1.05.2005

guide on the side

National Public Radio has been doing an occasional series on the best college classes in America. Today's class was Far Side Entomology, a look at the world of bugs using the cartoons of Gary Larson as a starting point. The class is not run like a lecture, but as a collective, in which teams of two students each get up to teach the rest of the seminar a little something that they have researched, all while using the Far Side as ubiquitously as my old middle schoolers used to use clip art. Professor Michael Burgett said something today though that really reasonated with my own teaching philosophy. His goal was not to be the "sage on the stage", lecturing down at students from a dais at the head of a room, but as "the guide on the side", prodding students toward the intended outcome, but not leading them there through his own words. I wish that I could have had that advice before I went into teaching: my classes must have been kind of dull: chalk and talk for 44 minutes. Of course, there was banter, and class participation, and the occasional powerpoint or student presentation, but overwhelmingly, I was the sage on the stage, and I probably could have been more innovative in my teaching.
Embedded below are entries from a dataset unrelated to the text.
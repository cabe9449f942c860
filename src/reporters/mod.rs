//! Output reporters for finished audits
//!
//! Supports multiple output formats:
//! - `text` - Terminal output with colors
//! - `json` - Machine-readable JSON
//! - `markdown` - GitHub-flavored Markdown

mod json;
mod markdown;
mod text;

use crate::models::{Audit, Finding};
use anyhow::{anyhow, Result};
use std::str::FromStr;

/// Supported output formats
#[derive(Debug, Clone, Copy, PartialEq, Eq)]
pub enum OutputFormat {
    Text,
    Json,
    Markdown,
}

impl FromStr for OutputFormat {
    type Err = anyhow::Error;

    fn from_str(s: &str) -> Result<Self, Self::Err> {
        match s.to_lowercase().as_str() {
            "text" | "txt" | "terminal" => Ok(OutputFormat::Text),
            "json" => Ok(OutputFormat::Json),
            "markdown" | "md" => Ok(OutputFormat::Markdown),
            _ => Err(anyhow!(
                "Unknown format '{}'. Valid formats: text, json, markdown",
                s
            )),
        }
    }
}

impl std::fmt::Display for OutputFormat {
    fn fmt(&self, f: &mut std::fmt::Formatter<'_>) -> std::fmt::Result {
        match self {
            OutputFormat::Text => write!(f, "text"),
            OutputFormat::Json => write!(f, "json"),
            OutputFormat::Markdown => write!(f, "markdown"),
        }
    }
}

/// Render a finished audit in the specified format.
pub fn report(audit: &Audit, findings: &[Finding], format: OutputFormat) -> Result<String> {
    match format {
        OutputFormat::Text => text::render(audit, findings),
        OutputFormat::Json => json::render(audit, findings),
        OutputFormat::Markdown => markdown::render(audit, findings),
    }
}

#[cfg(test)]
mod tests {
    use super::*;

    #[test]
    fn parses_format_aliases() {
        assert_eq!(OutputFormat::from_str("md").unwrap(), OutputFormat::Markdown);
        assert_eq!(OutputFormat::from_str("TEXT").unwrap(), OutputFormat::Text);
        assert!(OutputFormat::from_str("sarif").is_err());
    }
}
The statement touched me for another reason today: my own guide on the side is leaving. This statement, of course, merits some background. When I was 17 and about to graduate high school, my Mom took me to Saks Fifth Avenue in downtown Boston to buy a suit. I'd never owned a suit, and my Mom had, to my knowledge, never really gone to buy one. And we sought out some help from a very helpful and stylishly dressed gentleman who pointed me in the direction of a Hugo Boss navy blue suit, fixed me up with a shirt, some ties, and then sent us on our way. Everything, save the tie, was on sale at huge discount. Mom and I were in awe. We would return several more times over the course of college as I required suits for the Nassoons or for various occasions. When I started teaching, I'd ask Philip for advice on what to wear in the classroom, and each trip home to Boston was sure to include at least a small stop at Saks to say hello. It seems pretentious to announce to the world that every suit that I own is from Saks. And it is pretentious, until you realize that Philip only steered me toward suits that were being sold at severe discount, usually around 50% to 70% off. So today I got a suit for about 1/3 of what it should have cost: not too shabby. Philip, unfortunately, is moving to Tampa, Florida to start up a Sports Bar & Grill called Sidelines. I wish him and his family the best of luck: his wife and daughter will stay up in Boston for one more year for the daughter to finish High School. I will truly miss him: he would always give me tidbits of advice regarding clothes: which buttons to button, which belts to wear, what shirt, what tie, what suit, etc. He never steered me wrong, and in the past seven years, he's made me look better, dress sharper, and has been one of the incentives for losing all of this weight. I'm really going to miss him. But if anyone's ever down in the Tampa region starting in mid-February, check out Sidelines. And get the most expensive thing on the menu. Philip deserves it.